Afrodita, con el correr de los siglos, sufrió una curiosa transformación, la misma, por otra parte, que iba sufriendo la mentalidad de sus fieles. Si en un principio estaba relacionada con el matrimonio y con la familia, teniendo bajo su protección tanto a la mujer doncella como a la casada, pasó, con el tiempo, a ser una divinidad licenciosa, olvidando sus acometidos maternales y maritales a favor de una vida más carnal y erótica.

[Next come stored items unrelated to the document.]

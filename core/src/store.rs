use std::collections::BTreeMap;

use crate::models::{Doctor, Patient};

/// In-memory patient and doctor records, keyed by their identifiers.
#[derive(Debug, Clone, Default)]
pub struct EntityStore {
    patients: BTreeMap<String, Patient>,
    doctors: BTreeMap<String, Doctor>,
}

impl EntityStore {
    pub fn new() -> Self {
        Self::default()
    }

    /// Store holding the sample patient `PAT001` and doctor `DOC501`.
    pub fn seeded() -> Self {
        let mut store = Self::new();
        store.register_patient(Patient::new(
            "PAT001",
            "Asha Wanjiru",
            "+254712345678",
            "Type 2 Diabetes",
        ));
        store.register_doctor(Doctor::new("DOC501", "John Omondi", "Endocrinology"));
        store
    }

    /// Register a patient. Returns `true` if the identifier was new.
    ///
    /// Appointment links are owned by the store: a new record starts with
    /// none, and re-registering replaces the demographic fields but keeps
    /// the existing links.
    pub fn register_patient(&mut self, mut patient: Patient) -> bool {
        match self.patients.get_mut(&patient.patient_id) {
            Some(existing) => {
                patient.appointments = std::mem::take(&mut existing.appointments);
                *existing = patient;
                false
            }
            None => {
                patient.appointments.clear();
                self.patients.insert(patient.patient_id.clone(), patient);
                true
            }
        }
    }

    /// Register a doctor. Same replacement rules as [`register_patient`](Self::register_patient).
    pub fn register_doctor(&mut self, mut doctor: Doctor) -> bool {
        match self.doctors.get_mut(&doctor.doctor_id) {
            Some(existing) => {
                doctor.appointments = std::mem::take(&mut existing.appointments);
                *existing = doctor;
                false
            }
            None => {
                doctor.appointments.clear();
                self.doctors.insert(doctor.doctor_id.clone(), doctor);
                true
            }
        }
    }

    pub fn patient(&self, id: &str) -> Option<&Patient> {
        self.patients.get(id)
    }

    pub fn doctor(&self, id: &str) -> Option<&Doctor> {
        self.doctors.get(id)
    }

    pub(crate) fn patient_mut(&mut self, id: &str) -> Option<&mut Patient> {
        self.patients.get_mut(id)
    }

    pub(crate) fn doctor_mut(&mut self, id: &str) -> Option<&mut Doctor> {
        self.doctors.get_mut(id)
    }

    pub fn contains_patient(&self, id: &str) -> bool {
        self.patients.contains_key(id)
    }

    pub fn contains_doctor(&self, id: &str) -> bool {
        self.doctors.contains_key(id)
    }

    /// Patients ordered by identifier.
    pub fn patients(&self) -> impl Iterator<Item = &Patient> {
        self.patients.values()
    }

    /// Doctors ordered by identifier.
    pub fn doctors(&self) -> impl Iterator<Item = &Doctor> {
        self.doctors.values()
    }
}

Esta misma evolución se manifiesta en la representación que de ella hicieron los artistas en las distintas etapas de la historia antigua. En un principio los pintores y escultores la representaban como representarían a su propia madre, vestida con amplio ropaje y el chitón ático. Así la representó Fidias en el Partenón, casta, dignamente velada y en compañía de Eros, su hijo. Luego, como si de una diva de Hollywood se tratara, la moda se fue relajando, las ropas se fueron haciendo cada vez más estrechas, más cortas, hasta llegar a desaparecer completamente.
Fue Praxíteles, en el siglo IV a. C., el primero que la representó desnuda. Se dice que el escultor hizo, como Goya con la maja, dos versiones, una desnuda y otra vestida. La vestida la compraron los ciudadanos de Cos y la desnuda los de Cnido, que quedaron tan contentos con la compra que llegaron a acuñar monedas con la imagen de la diosa impúdica. Plinio cuenta que fue tan enorme la fama de esta obra que llegó a oídos de la propia Afrodita, la cual no pudo evitar la curiosidad y descendió del Olimpo hasta Cnido para comprobar con sus propios ojos si era verdad lo que de ella se decía. Y no solo resultó ser verdad sino que, al verla, la diosa quedó tan fascinada que preguntó al escultor: ¿Y tú, Praxíteles, dónde me has visto sin velos?
No sé qué respondería el escultor pero puedo imaginarme a todos los jóvenes enamorados de Cnido visitando la estatua en la oscuridad de la noche y, deslizando el libidinoso dedo por entre los pechos de piedra de la diosa, suplicando con sincera vocación para que la novia que le tocase en suerte fuese lo más parecida posible a esta mi señora Afrodita, la que otros rezan con el nombre de Venus y otros de Astarté.
Según podemos leer en el Diccionario Etimológico de la Lengua Castellana de Joan Corominas y que recoge también Ricardo Soca en su Origen de las palabras, la primera constancia por escrito que tenemos de esta palabra en castellano data de 1867, aunque ninguno de los dos ofrece datos más concretos sobre quién, cómo y dónde la utiliza.
Lo que sí es cierto es que, a raíz de investigar sobre este término, he podido comprobar que donde más éxito ha obtenido la palabra afrodisíaco es en el entorno de la comida. Pues bien, para aquellos que se quieran ahorrar el tiempo que yo perdí en leer páginas y páginas al respecto, le allano el terreno diciéndoles lo que aseguran la mayor parte de los científicos: que no hay mayor afrodisíaco que la imaginación. Si a eso le quieres añadir un buen vino, pues miel sobre hojuelas, pero yo me atrevo a dar mi propia receta para un afrodisíaco infalible: mente abierta, compañía alegre y ánimo vivo.